Data extracts:

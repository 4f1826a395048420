//! Party entity and lifecycle state machine
//!
//! A Party is the scheduled real-world event being booked: a date, a start
//! time, a venue room, the child the event is for, and the safety-relevant
//! details staff need on the day.
//!
//! # State Machine
//!
//! Status only ever changes in response to payment settlement:
//! - `inquiry -> confirmed` when the deposit is received
//! - `confirmed -> completed` when the balance is received
//! - any non-terminal state `-> cancelled` on full refund
//!
//! The reminder and feedback timestamps are one-shot notification guards set
//! by the scheduler; once set they are never cleared.

use chrono::{DateTime, NaiveDate, NaiveTime, Utc};
use serde::{Deserialize, Serialize};
use std::fmt;
use std::str::FromStr;
use validator::Validate;

use core_kernel::{CustomerId, PartyId, Timezone};

use crate::error::PartyError;

/// Party lifecycle states
#[derive(Debug, Clone, Copy, PartialEq, Eq, Serialize, Deserialize)]
#[serde(rename_all = "lowercase")]
pub enum PartyStatus {
    /// Booked but no payment received yet
    Inquiry,
    /// Deposit received, slot is committed
    Confirmed,
    /// Balance received, event will run (or has run)
    Completed,
    /// Cancelled via checkout expiry or full refund
    Cancelled,
}

impl PartyStatus {
    /// Returns true if no further transitions are possible
    pub fn is_terminal(&self) -> bool {
        matches!(self, PartyStatus::Completed | PartyStatus::Cancelled)
    }

    pub fn as_str(&self) -> &'static str {
        match self {
            PartyStatus::Inquiry => "inquiry",
            PartyStatus::Confirmed => "confirmed",
            PartyStatus::Completed => "completed",
            PartyStatus::Cancelled => "cancelled",
        }
    }
}

impl fmt::Display for PartyStatus {
    fn fmt(&self, f: &mut fmt::Formatter<'_>) -> fmt::Result {
        write!(f, "{}", self.as_str())
    }
}

impl FromStr for PartyStatus {
    type Err = String;

    fn from_str(s: &str) -> Result<Self, Self::Err> {
        match s {
            "inquiry" => Ok(PartyStatus::Inquiry),
            "confirmed" => Ok(PartyStatus::Confirmed),
            "completed" => Ok(PartyStatus::Completed),
            "cancelled" => Ok(PartyStatus::Cancelled),
            other => Err(format!("Unknown party status: {}", other)),
        }
    }
}

/// Scheduling details captured at booking intake
#[derive(Debug, Clone, Serialize, Deserialize, Validate)]
#[serde(rename_all = "camelCase")]
pub struct PartyDetails {
    /// Local calendar date of the event
    pub date: NaiveDate,
    /// Local wall-clock start time
    pub start_time: NaiveTime,
    /// Venue room or area
    #[validate(length(min = 1, message = "Venue is required"))]
    pub venue: String,
    /// Expected number of guests
    #[validate(range(min = 1, max = 500))]
    pub guest_count: u32,
    /// Free-text requests from the customer
    pub special_requests: Option<String>,
}

/// Details of the child the party is for
#[derive(Debug, Clone, PartialEq, Serialize, Deserialize, Validate)]
#[serde(rename_all = "camelCase")]
pub struct ChildInfo {
    #[validate(length(min = 1, message = "Child name is required"))]
    pub child_name: String,
    /// Age at the time of the event
    #[validate(range(min = 1, max = 17))]
    pub child_age: u8,
    /// Known allergies, verbatim from the parent
    pub allergies: Option<String>,
    /// Accessibility or supervision needs
    pub special_needs: Option<String>,
}

/// A scheduled party event
///
/// Created once by booking intake. After creation only `status`,
/// `reminder_sent_at`, `feedback_sent_at` and `updated_at` ever change.
#[derive(Debug, Clone, Serialize, Deserialize)]
pub struct Party {
    /// Unique party identifier
    pub id: PartyId,
    /// The paying customer
    pub customer_id: CustomerId,
    /// Current lifecycle state
    pub status: PartyStatus,
    /// Local calendar date of the event
    pub date: NaiveDate,
    /// Local wall-clock start time
    pub start_time: NaiveTime,
    /// The event start resolved to a UTC instant, used for scan windows
    pub starts_at: DateTime<Utc>,
    /// Venue room or area
    pub venue: String,
    /// Expected number of guests
    pub guest_count: u32,
    /// Child details
    pub child: ChildInfo,
    /// Emergency contact for the day of the event
    pub emergency_contact: String,
    /// Free-text requests from the customer
    pub special_requests: Option<String>,
    /// When the 24h-before reminder was sent (notification guard)
    pub reminder_sent_at: Option<DateTime<Utc>>,
    /// When the day-after feedback request was sent (notification guard)
    pub feedback_sent_at: Option<DateTime<Utc>>,
    /// When this party was created
    pub created_at: DateTime<Utc>,
    /// When this party was last updated
    pub updated_at: DateTime<Utc>,
}

impl Party {
    /// Creates a new party in the `inquiry` state
    ///
    /// The event start is resolved to UTC using the venue timezone so that
    /// scheduler scans can compare instants without re-deriving local time.
    pub fn new(
        customer_id: CustomerId,
        details: PartyDetails,
        child: ChildInfo,
        emergency_contact: impl Into<String>,
        venue_tz: &Timezone,
        now: DateTime<Utc>,
    ) -> Self {
        let starts_at = venue_tz.instant(details.date, details.start_time);
        Self {
            id: PartyId::new(),
            customer_id,
            status: PartyStatus::Inquiry,
            date: details.date,
            start_time: details.start_time,
            starts_at,
            venue: details.venue,
            guest_count: details.guest_count,
            child,
            emergency_contact: emergency_contact.into(),
            special_requests: details.special_requests,
            reminder_sent_at: None,
            feedback_sent_at: None,
            created_at: now,
            updated_at: now,
        }
    }

    /// Confirms the party after the deposit has been received
    ///
    /// # Errors
    ///
    /// Returns `InvalidStateTransition` unless the party is in `inquiry`
    pub fn confirm(&mut self, now: DateTime<Utc>) -> Result<(), PartyError> {
        match self.status {
            PartyStatus::Inquiry => {
                self.status = PartyStatus::Confirmed;
                self.updated_at = now;
                Ok(())
            }
            other => Err(PartyError::InvalidStateTransition {
                from: other.to_string(),
                to: PartyStatus::Confirmed.to_string(),
            }),
        }
    }

    /// Completes the party after the balance has been received
    ///
    /// # Errors
    ///
    /// Returns `InvalidStateTransition` unless the party is in `confirmed`
    pub fn complete(&mut self, now: DateTime<Utc>) -> Result<(), PartyError> {
        match self.status {
            PartyStatus::Confirmed => {
                self.status = PartyStatus::Completed;
                self.updated_at = now;
                Ok(())
            }
            other => Err(PartyError::InvalidStateTransition {
                from: other.to_string(),
                to: PartyStatus::Completed.to_string(),
            }),
        }
    }

    /// Cancels the party from any non-terminal state
    ///
    /// # Errors
    ///
    /// Returns `InvalidStateTransition` if the party is already
    /// `completed` or `cancelled`
    pub fn cancel(&mut self, now: DateTime<Utc>) -> Result<(), PartyError> {
        if self.status.is_terminal() {
            return Err(PartyError::InvalidStateTransition {
                from: self.status.to_string(),
                to: PartyStatus::Cancelled.to_string(),
            });
        }
        self.status = PartyStatus::Cancelled;
        self.updated_at = now;
        Ok(())
    }

    /// Records that the 24h-before reminder went out
    pub fn mark_reminder_sent(&mut self, now: DateTime<Utc>) {
        self.reminder_sent_at = Some(now);
        self.updated_at = now;
    }

    /// Records that the day-after feedback request went out
    pub fn mark_feedback_sent(&mut self, now: DateTime<Utc>) {
        self.feedback_sent_at = Some(now);
        self.updated_at = now;
    }
}
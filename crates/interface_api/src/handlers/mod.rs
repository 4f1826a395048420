//! Request handlers

pub mod bookings;
pub mod checkout;
pub mod cron;
pub mod health;
pub mod webhooks;
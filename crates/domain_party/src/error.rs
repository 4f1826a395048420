//! Party domain errors

use thiserror::Error;

/// Errors that can occur in the party domain
#[derive(Debug, Error)]
pub enum PartyError {
    /// Invalid state transition attempted
    #[error("Invalid party state transition from {from} to {to}")]
    InvalidStateTransition { from: String, to: String },

    /// Financial aggregate update failed
    #[error("Financial error: {0}")]
    Financial(String),
}
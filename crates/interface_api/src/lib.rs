//! HTTP API Layer
//!
//! This crate provides the REST API for the party booking platform using Axum.
//!
//! # Architecture
//!
//! - **Handlers**: booking intake, checkout sessions, payment webhooks,
//!   cron-triggered reminder scans, health probes
//! - **Middleware**: request logging and tracing
//! - **DTOs**: response shapes for the public site and the gateway
//! - **Error Handling**: consistent `{error, code}` responses
//!
//! The four services are wired once into [`AppState`] from their ports, so
//! tests drive the same router against the in-memory store and mocks.
//!
//! # Example
//!
//! ```rust,ignore
//! use interface_api::{create_router, AppState};
//!
//! let state = AppState::new(store, gateway, notifier, clock, config)?;
//! let app = create_router(state);
//! axum::serve(listener, app).await?;
//! ```

pub mod config;
pub mod dto;
pub mod error;
pub mod handlers;
pub mod middleware;

use std::sync::Arc;

use axum::{
    middleware as axum_middleware,
    routing::{get, post},
    Router,
};
use tower_http::cors::{Any, CorsLayer};
use tower_http::trace::TraceLayer;

use core_kernel::{Clock, UnknownTimezone};
use domain_billing::PaymentGateway;
use domain_booking::{
    BookingIntakeService, BookingStore, CheckoutService, IntakeConfig, NotificationSender,
    ReminderConfig, ReminderScheduler, WebhookReconciler,
};

use crate::config::ApiConfig;
use crate::handlers::{bookings, checkout, cron, health, webhooks};
use crate::middleware::request_log_middleware;

/// Application state shared across handlers
#[derive(Clone)]
pub struct AppState {
    pub intake: Arc<BookingIntakeService>,
    pub checkout: Arc<CheckoutService>,
    pub reconciler: Arc<WebhookReconciler>,
    pub scheduler: Arc<ReminderScheduler>,
    pub store: Arc<dyn BookingStore>,
    pub clock: Arc<dyn Clock>,
    pub config: ApiConfig,
}

impl AppState {
    /// Wires the four services from their ports
    ///
    /// # Errors
    ///
    /// Returns an error when the configured business timezone is unknown
    pub fn new(
        store: Arc<dyn BookingStore>,
        gateway: Arc<dyn PaymentGateway>,
        notifier: Arc<dyn NotificationSender>,
        clock: Arc<dyn Clock>,
        config: ApiConfig,
    ) -> Result<Self, UnknownTimezone> {
        let timezone = config.timezone()?;

        let intake = Arc::new(BookingIntakeService::new(
            store.clone(),
            notifier.clone(),
            clock.clone(),
            IntakeConfig {
                timezone,
                deposit_percent: config.deposit_percent,
                ..IntakeConfig::default()
            },
        ));
        let checkout = Arc::new(CheckoutService::new(store.clone(), gateway));
        let reconciler = Arc::new(WebhookReconciler::new(
            store.clone(),
            notifier.clone(),
            clock.clone(),
        ));
        let scheduler = Arc::new(ReminderScheduler::new(
            store.clone(),
            notifier,
            clock.clone(),
            ReminderConfig {
                payment_due_days: config.payment_due_days,
                timezone,
            },
        ));

        Ok(Self {
            intake,
            checkout,
            reconciler,
            scheduler,
            store,
            clock,
            config,
        })
    }
}

/// Creates the main API router
///
/// # Arguments
///
/// * `state` - Wired application state
///
/// # Returns
///
/// Configured Axum router with all routes and middleware
pub fn create_router(state: AppState) -> Router {
    // Public routes (no body parsing, no auth)
    let public_routes = Router::new()
        .route("/health", get(health::health_check))
        .route("/health/ready", get(health::readiness_check));

    let api_routes = Router::new()
        .route("/bookings", post(bookings::create_booking))
        .route("/orders/:id/checkout/deposit", post(checkout::start_deposit))
        .route("/orders/:id/checkout/balance", post(checkout::start_balance))
        .route("/webhooks/payment", post(webhooks::handle_payment_event))
        .route("/cron/reminders", post(cron::run_reminders))
        .layer(axum_middleware::from_fn(request_log_middleware));

    // Combine all routes
    Router::new()
        .merge(public_routes)
        .nest("/api/v1", api_routes)
        .layer(TraceLayer::new_for_http())
        .layer(
            CorsLayer::new()
                .allow_origin(Any)
                .allow_methods(Any)
                .allow_headers(Any),
        )
        .with_state(state)
}
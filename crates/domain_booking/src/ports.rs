//! Booking Orchestration Ports
//!
//! This module defines the two port interfaces the booking services need
//! from the outside world: durable storage and outbound notifications.
//!
//! # Architecture
//!
//! The `BookingStore` trait is the single coordination point for all
//! booking state. Its two composite operations, [`BookingStore::create_booking`]
//! and [`BookingStore::commit_settlement`], are transactional contracts:
//! implementations must apply them entirely or not at all, because the
//! services above them rely on that atomicity for idempotent webhook
//! replay and for the all-or-nothing intake write.
//!
//! - **Postgres adapter**: transactions over a connection pool (infra_db)
//! - **Memory adapter**: a single write lock over all tables
//!   ([`crate::memory::MemoryBookingStore`])
//!
//! The `NotificationSender` trait covers the five outbound notices. Sends
//! are best-effort at every call site: a failed send is logged and the
//! business flow continues.
//!
//! # Usage
//!
//! ```rust,ignore
//! use domain_booking::ports::BookingStore;
//! use std::sync::Arc;
//!
//! pub struct CheckoutService {
//!     store: Arc<dyn BookingStore>,
//! }
//!
//! impl CheckoutService {
//!     pub async fn order(&self, id: OrderId) -> Result<Order, PortError> {
//!         self.store.get_order(id).await
//!     }
//! }
//! ```

use async_trait::async_trait;
use chrono::{DateTime, NaiveDate, NaiveTime, Utc};
use serde::{Deserialize, Serialize};

use core_kernel::{
    Currency, CustomerId, DomainPort, HealthCheckable, Money, OrderId, PartyId, PortError,
};
use domain_billing::{Invoice, InvoiceDraft, PaymentPurpose};
use domain_orders::{Activity, Order, Package};
use domain_party::{Customer, Party, SafetyChecklist};

// ============================================================================
// Storage Port
// ============================================================================

/// The atomic unit written at intake
///
/// The customer row already exists (upserted beforehand). The store bumps
/// its aggregate counters relative to the stored row, from the order's
/// total and the party's date, together with the three new rows.
#[derive(Debug, Clone)]
pub struct NewBooking {
    /// Customer as upserted; the store applies the booking counters
    pub customer: Customer,
    /// The scheduled party, status `inquiry`
    pub party: Party,
    /// The order, status `new`
    pub order: Order,
    /// Safety snapshot linking the two
    pub checklist: SafetyChecklist,
}

/// The atomic unit written when a webhook settles
///
/// Everything a single gateway event changes: the mutated order, an
/// optional party transition, an optional new invoice, and optionally the
/// voiding of the order's existing invoices. The `event_id` is the
/// idempotency mark; implementations must refuse the whole update if the
/// event was already recorded.
#[derive(Debug, Clone)]
pub struct SettlementUpdate {
    /// Gateway event id, recorded as processed with the mutation
    pub event_id: String,
    /// Instant the event was applied; stamps voided invoices
    pub processed_at: DateTime<Utc>,
    /// Order aggregate after its transition
    pub order: Order,
    /// Party after its transition, when the event moved it
    pub party: Option<Party>,
    /// Invoice to number and create, for payment settlements
    pub invoice: Option<InvoiceDraft>,
    /// Void all existing invoices of this order (full refund)
    pub void_invoices: bool,
}

/// Result of attempting to commit a settlement
#[derive(Debug, Clone)]
pub enum SettlementCommit {
    /// The update was applied; carries the created invoice, if any
    Applied { invoice: Option<Invoice> },
    /// The event id was already recorded; nothing changed
    AlreadyProcessed,
}

/// Port for all durable booking state
#[async_trait]
pub trait BookingStore: DomainPort + HealthCheckable {
    // ========================================================================
    // Customers
    // ========================================================================

    /// Fetches the customer for the email or creates one, atomically
    ///
    /// The email is normalized before matching. Concurrent calls with the
    /// same email must converge on one row.
    ///
    /// # Arguments
    ///
    /// * `email` - Contact email, matched case-insensitively
    /// * `name` - Parent name, used when creating
    /// * `phone` - Contact phone, used when creating
    /// * `currency` - Currency for the zeroed spend aggregate
    /// * `now` - Creation timestamp
    async fn upsert_customer(
        &self,
        email: &str,
        name: &str,
        phone: &str,
        currency: Currency,
        now: DateTime<Utc>,
    ) -> Result<Customer, PortError>;

    /// Fetches a customer by id
    async fn get_customer(&self, id: CustomerId) -> Result<Customer, PortError>;

    // ========================================================================
    // Intake
    // ========================================================================

    /// Persists a booking as one atomic unit
    ///
    /// Bumps the customer's booking counters in the same unit of work,
    /// relative to the stored row rather than the snapshot in `booking`.
    ///
    /// # Errors
    ///
    /// Returns `Duplicate { field: "order_number" }` when the generated
    /// order number is already taken; callers regenerate and retry
    async fn create_booking(&self, booking: &NewBooking) -> Result<(), PortError>;

    // ========================================================================
    // Catalog
    // ========================================================================

    /// Looks up a package by its catalog id
    async fn get_package(&self, id: &str) -> Result<Option<Package>, PortError>;

    /// Looks up activities by catalog id; unknown ids are simply absent
    async fn find_activities(&self, ids: &[String]) -> Result<Vec<Activity>, PortError>;

    // ========================================================================
    // Settlement
    // ========================================================================

    /// Fetches an order by id
    async fn get_order(&self, id: OrderId) -> Result<Order, PortError>;

    /// Fetches a party by id
    async fn get_party(&self, id: PartyId) -> Result<Party, PortError>;

    /// Finds the order whose latest payment intent matches
    async fn find_order_by_payment_intent(
        &self,
        payment_intent: &str,
    ) -> Result<Option<Order>, PortError>;

    /// Returns all invoices for an order, oldest first
    async fn invoices_for_order(&self, id: OrderId) -> Result<Vec<Invoice>, PortError>;

    /// Returns whether a gateway event id has already been applied
    ///
    /// Fast-path read; [`BookingStore::commit_settlement`] re-checks
    /// atomically and remains the authority under races.
    async fn is_event_processed(&self, event_id: &str) -> Result<bool, PortError>;

    /// Applies a settlement and its idempotency mark in one transaction
    ///
    /// Assigns the next per-year invoice number when the update carries an
    /// invoice draft. Returns `AlreadyProcessed` if the event id was
    /// recorded by a concurrent or earlier delivery.
    async fn commit_settlement(
        &self,
        update: &SettlementUpdate,
    ) -> Result<SettlementCommit, PortError>;

    // ========================================================================
    // Scheduler scans
    // ========================================================================

    /// Confirmed parties starting within `[from, to)` with no reminder sent
    async fn parties_needing_reminder(
        &self,
        from: DateTime<Utc>,
        to: DateTime<Utc>,
    ) -> Result<Vec<Party>, PortError>;

    /// Confirmed or completed parties that started within `[from, to)`
    /// with no feedback request sent
    async fn parties_needing_feedback(
        &self,
        from: DateTime<Utc>,
        to: DateTime<Utc>,
    ) -> Result<Vec<Party>, PortError>;

    /// Orders still owing money whose party starts within `[from, to)`
    ///
    /// Owing means status is neither `completed` nor `cancelled`.
    async fn orders_due_for_balance(
        &self,
        from: DateTime<Utc>,
        to: DateTime<Utc>,
    ) -> Result<Vec<(Order, Party)>, PortError>;

    /// Sets the party's reminder guard so the next scan skips it
    async fn record_reminder_sent(
        &self,
        id: PartyId,
        at: DateTime<Utc>,
    ) -> Result<(), PortError>;

    /// Sets the party's feedback guard so the next scan skips it
    async fn record_feedback_sent(
        &self,
        id: PartyId,
        at: DateTime<Utc>,
    ) -> Result<(), PortError>;
}

// ============================================================================
// Notification Port
// ============================================================================

/// How a best-effort send ended
///
/// Returned alongside business results so callers can see deliverability
/// without it ever failing the flow.
#[derive(Debug, Clone, Copy, PartialEq, Eq, Serialize, Deserialize)]
#[serde(rename_all = "snake_case")]
pub enum NotificationOutcome {
    /// The sender accepted the notice
    Sent,
    /// The send failed; logged, never fatal
    Failed,
}

/// Booking confirmation, sent right after intake
#[derive(Debug, Clone, PartialEq, Serialize, Deserialize)]
#[serde(rename_all = "camelCase")]
pub struct BookingConfirmationNotice {
    pub to: String,
    pub parent_name: String,
    pub order_number: String,
    pub party_date: NaiveDate,
    pub venue: String,
    pub total: Money,
    pub deposit: Money,
}

/// Payment receipt, sent after each settled installment
#[derive(Debug, Clone, PartialEq, Serialize, Deserialize)]
#[serde(rename_all = "camelCase")]
pub struct PaymentReceiptNotice {
    pub to: String,
    pub invoice_number: String,
    pub amount: Money,
    pub purpose: PaymentPurpose,
}

/// Day-before party reminder
#[derive(Debug, Clone, PartialEq, Serialize, Deserialize)]
#[serde(rename_all = "camelCase")]
pub struct PartyReminderNotice {
    pub to: String,
    pub parent_name: String,
    pub party_date: NaiveDate,
    pub start_time: NaiveTime,
    pub venue: String,
}

/// Post-event feedback request
#[derive(Debug, Clone, PartialEq, Serialize, Deserialize)]
#[serde(rename_all = "camelCase")]
pub struct FeedbackRequestNotice {
    pub to: String,
    pub parent_name: String,
    pub child_name: String,
}

/// Outstanding balance reminder ahead of the party
#[derive(Debug, Clone, PartialEq, Serialize, Deserialize)]
#[serde(rename_all = "camelCase")]
pub struct BalanceDueNotice {
    pub to: String,
    pub parent_name: String,
    pub order_number: String,
    pub outstanding: Money,
    pub due_date: NaiveDate,
}

/// Port for outbound customer notifications
#[async_trait]
pub trait NotificationSender: DomainPort + HealthCheckable {
    /// Sends the post-intake booking confirmation
    async fn send_booking_confirmation(
        &self,
        notice: &BookingConfirmationNotice,
    ) -> Result<(), PortError>;

    /// Sends a receipt for a settled payment
    async fn send_payment_receipt(&self, notice: &PaymentReceiptNotice)
        -> Result<(), PortError>;

    /// Sends the day-before party reminder
    async fn send_party_reminder(&self, notice: &PartyReminderNotice) -> Result<(), PortError>;

    /// Sends the post-event feedback request
    async fn send_feedback_request(
        &self,
        notice: &FeedbackRequestNotice,
    ) -> Result<(), PortError>;

    /// Sends the outstanding balance reminder
    async fn send_balance_due(&self, notice: &BalanceDueNotice) -> Result<(), PortError>;
}

/// Mock implementation of NotificationSender for testing
///
/// Records every notice by channel and can be scripted to fail, so the
/// best-effort contract of each service is testable.
#[cfg(any(test, feature = "mock"))]
pub mod mock {
    use super::*;
    use std::sync::Arc;
    use tokio::sync::RwLock;

    use core_kernel::{AdapterHealth, HealthCheckResult};

    /// In-memory mock implementation of NotificationSender
    #[derive(Debug, Default)]
    pub struct MockNotificationSender {
        confirmations: Arc<RwLock<Vec<BookingConfirmationNotice>>>,
        receipts: Arc<RwLock<Vec<PaymentReceiptNotice>>>,
        reminders: Arc<RwLock<Vec<PartyReminderNotice>>>,
        feedback_requests: Arc<RwLock<Vec<FeedbackRequestNotice>>>,
        balance_notices: Arc<RwLock<Vec<BalanceDueNotice>>>,
        failing: Arc<RwLock<bool>>,
    }

    impl MockNotificationSender {
        /// Creates a new mock sender
        pub fn new() -> Self {
            Self::default()
        }

        /// Makes every send fail until switched back
        pub async fn set_failing(&self, failing: bool) {
            *self.failing.write().await = failing;
        }

        pub async fn confirmations(&self) -> Vec<BookingConfirmationNotice> {
            self.confirmations.read().await.clone()
        }

        pub async fn receipts(&self) -> Vec<PaymentReceiptNotice> {
            self.receipts.read().await.clone()
        }

        pub async fn reminders(&self) -> Vec<PartyReminderNotice> {
            self.reminders.read().await.clone()
        }

        pub async fn feedback_requests(&self) -> Vec<FeedbackRequestNotice> {
            self.feedback_requests.read().await.clone()
        }

        pub async fn balance_notices(&self) -> Vec<BalanceDueNotice> {
            self.balance_notices.read().await.clone()
        }

        async fn deliver<T: Clone>(
            &self,
            sink: &RwLock<Vec<T>>,
            notice: &T,
        ) -> Result<(), PortError> {
            if *self.failing.read().await {
                return Err(PortError::ServiceUnavailable {
                    service: "notification-sender".to_string(),
                });
            }
            sink.write().await.push(notice.clone());
            Ok(())
        }
    }

    impl DomainPort for MockNotificationSender {}

    #[async_trait]
    impl HealthCheckable for MockNotificationSender {
        async fn health_check(&self) -> HealthCheckResult {
            HealthCheckResult {
                adapter_id: "mock-notification-sender".to_string(),
                status: AdapterHealth::Healthy,
                latency_ms: 0,
                message: Some("Mock adapter always healthy".to_string()),
                checked_at: Utc::now(),
            }
        }
    }

    #[async_trait]
    impl NotificationSender for MockNotificationSender {
        async fn send_booking_confirmation(
            &self,
            notice: &BookingConfirmationNotice,
        ) -> Result<(), PortError> {
            self.deliver(&self.confirmations, notice).await
        }

        async fn send_payment_receipt(
            &self,
            notice: &PaymentReceiptNotice,
        ) -> Result<(), PortError> {
            self.deliver(&self.receipts, notice).await
        }

        async fn send_party_reminder(
            &self,
            notice: &PartyReminderNotice,
        ) -> Result<(), PortError> {
            self.deliver(&self.reminders, notice).await
        }

        async fn send_feedback_request(
            &self,
            notice: &FeedbackRequestNotice,
        ) -> Result<(), PortError> {
            self.deliver(&self.feedback_requests, notice).await
        }

        async fn send_balance_due(&self, notice: &BalanceDueNotice) -> Result<(), PortError> {
            self.deliver(&self.balance_notices, notice).await
        }
    }
}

Problem description: With "PartyDetails" as the string to find, copy every line of the records that holds it.

Answer box:
pub struct PartyDetails {
        details: PartyDetails,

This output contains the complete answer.